Le débat qui suivit dans le conseil fut long et assez orageux. Plusieurs des ministres soutinrent l’avis des deux vieux maréchaux, et le cardinal, dont les fortes résolutions n’étaient jamais à toute épreuve, bien que décidé, ou plutôt résigné à l’expédition proposée, était, par instant, repris d’hésitation. Ce fut le roi qui, à la dernière heure, se tournant vers le contrôleur-général Orry : « Avez-vous de quoi, monsieur, lui dit-il, fournir à tout le nécessaire ? — Sire, répondit Orry, je fournirai toujours tout ce que Votre Majesté jugera à propos de m’ordonner. — Eh bien ! je veux que M. de Maillebois marche en Bohême[2]. »
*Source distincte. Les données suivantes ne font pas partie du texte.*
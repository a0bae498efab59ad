mod common;

use common::*;
use glam::{Vec2, Vec3};
use tree_core::*;

#[test]
fn no_hands_is_calm_and_clears_history() {
    let mut classifier = GestureClassifier::default();
    let mut channel = ManipulationDelta::new();
    classifier.classify(&[closed_hand(0.5)], &mut channel);
    assert!(classifier.previous_wrist().is_some());

    let result = classifier.classify(&[], &mut channel);
    assert_eq!(result.state, GestureState::HandClosed);
    assert!(result.delta.is_none());
    assert!(classifier.previous_wrist().is_none());
}

#[test]
fn touching_index_and_thumb_tips_make_a_heart() {
    let mut a = hand_points(Vec2::new(0.3, 0.7), 0.1, 0.1);
    let mut b = hand_points(Vec2::new(0.7, 0.7), 0.1, 0.1);
    a[INDEX_TIP] = Vec3::new(0.45, 0.3, 0.0);
    b[INDEX_TIP] = Vec3::new(0.50, 0.3, 0.0);
    a[THUMB_TIP] = Vec3::new(0.45, 0.5, 0.0);
    b[THUMB_TIP] = Vec3::new(0.50, 0.5, 0.0);
    let hands = [
        HandLandmarks::from_points(&a).unwrap(),
        HandLandmarks::from_points(&b).unwrap(),
    ];
    let result = classify_frame(&hands, None, &GestureThresholds::default());
    assert_eq!(result.state, GestureState::HeartShape);
    assert!(result.wrist.is_none());
}

#[test]
fn distant_tips_are_not_a_heart() {
    let hands = [closed_hand(0.2), closed_hand(0.8)];
    let result = classify_frame(&hands, None, &GestureThresholds::default());
    assert_eq!(result.state, GestureState::HandClosed);
}

#[test]
fn wide_reach_is_an_open_hand_and_clears_history() {
    let open = hand(Vec2::new(0.5, 0.6), 0.1, 0.15);
    let ratio = openness_ratio(&open, PALM_SIZE_FLOOR);
    assert!((ratio - 1.5).abs() < 1e-4, "ratio {ratio}");

    let mut classifier = GestureClassifier::default();
    let mut channel = ManipulationDelta::new();
    classifier.classify(&[closed_hand(0.5)], &mut channel);
    let result = classifier.classify(&[open], &mut channel);
    assert_eq!(result.state, GestureState::HandOpen);
    assert!(classifier.previous_wrist().is_none());
}

#[test]
fn any_open_hand_wins_over_a_fist() {
    let open = hand(Vec2::new(0.7, 0.6), 0.1, 0.2);
    let result = classify_frame(&[closed_hand(0.2), open], None, &GestureThresholds::default());
    assert_eq!(result.state, GestureState::HandOpen);
}

#[test]
fn closed_hand_motion_becomes_rotation() {
    let first = closed_hand(0.5);
    let ratio = openness_ratio(&first, PALM_SIZE_FLOOR);
    assert!((ratio - 1.0).abs() < 1e-4);

    let mut classifier = GestureClassifier::default();
    let mut channel = ManipulationDelta::new();
    let r1 = classifier.classify(&[first], &mut channel);
    assert_eq!(r1.state, GestureState::HandClosed);
    assert!(r1.delta.is_none(), "no delta without history");

    let r2 = classifier.classify(&[closed_hand(0.6)], &mut channel);
    let delta = r2.delta.expect("delta with history");
    assert!((delta.rotation - 1.0).abs() < 1e-4, "rotation {}", delta.rotation);
    assert!(delta.zoom.abs() < 1e-4);
    assert!((channel.rotation() - 1.0).abs() < 1e-4);
}

#[test]
fn growing_palm_becomes_zoom() {
    let previous = WristState::of(&hand(Vec2::new(0.5, 0.6), 0.10, 0.10));
    let nearer = hand(Vec2::new(0.5, 0.6), 0.12, 0.12);
    let result = classify_frame(&[nearer], Some(previous), &GestureThresholds::default());
    let delta = result.delta.unwrap();
    assert!((delta.zoom - 0.02 * ZOOM_GAIN).abs() < 1e-3);
    assert!(delta.rotation.abs() < 1e-5);
}

#[test]
fn degenerate_palm_keeps_ratio_finite() {
    let flat = hand(Vec2::new(0.5, 0.5), 0.0, 0.1);
    let ratio = openness_ratio(&flat, PALM_SIZE_FLOOR);
    assert!(ratio.is_finite());
}

#[test]
fn malformed_landmarks_are_rejected() {
    let short = vec![Vec3::ZERO; 20];
    assert_eq!(
        HandLandmarks::from_points(&short),
        Err(LandmarkError::WrongCount {
            expected: 21,
            found: 20
        })
    );

    let mut bad = hand_points(Vec2::new(0.5, 0.5), 0.1, 0.1);
    bad[3].y = f32::NAN;
    assert_eq!(
        HandLandmarks::from_points(&bad),
        Err(LandmarkError::NonFinite { index: 3 })
    );

}

#[test]
fn a_malformed_hand_drops_the_whole_frame() {
    let good = hand_points(Vec2::new(0.5, 0.5), 0.1, 0.1);
    let bad = vec![Vec3::ZERO; 5];
    assert_eq!(parse_hands(&[good.clone()]).len(), 1);
    assert!(parse_hands(&[good, bad]).is_empty());
}

#[test]
fn target_growth_per_state() {
    assert_eq!(GestureState::HandClosed.target_growth(), 1.0);
    assert_eq!(GestureState::HeartShape.target_growth(), 1.0);
    assert_eq!(GestureState::HandOpen.target_growth(), 0.0);
    assert_eq!(GestureState::Idle.target_growth(), 0.0);
}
La résolution, aussitôt connue, ne rencontra guère à la cour que des approbateurs. Les partisans que Belle-Isle comptait encore ne pouvaient qu’applaudir à la reprise vigoureuse d’une guerre dont il demeurait toujours l’auteur responsable. Ceux (devenus beaucoup plus nombreux et plus influens) du maréchal de Broglie étaient les plus empressés à désirer qu’on portât secours à leur ami, dans le péril extrême où il et ait placé. — C’étaient même eux, dit Chambrier, qui avaient mis le feu sous le ventre du cardinal. Mais l’attitude

  1. Mémoires du maréchal de Noailles et du maréchal de Puységur, 26 juillet 1742. (Correspondances diverses. Ministère de la guerre.) — La date de ces deux mémoires prouve que le projet d’envoyer l’armée de Maillebois en Allemagne avait devancé la réponse définitive de l’Autriche aux propositions de paix. Mais, dès la fin de juillet, le retard même apporté à cette réponse faisait pressentir qu’elle serait négative, et l’idée de l’envoi d’une armée de secours devait déjà être mise en délibération.
  2. Chambrier à Frédéric, 10, 11 août 1742. (Correspondance interceptée. Ministère des affaires étrangères.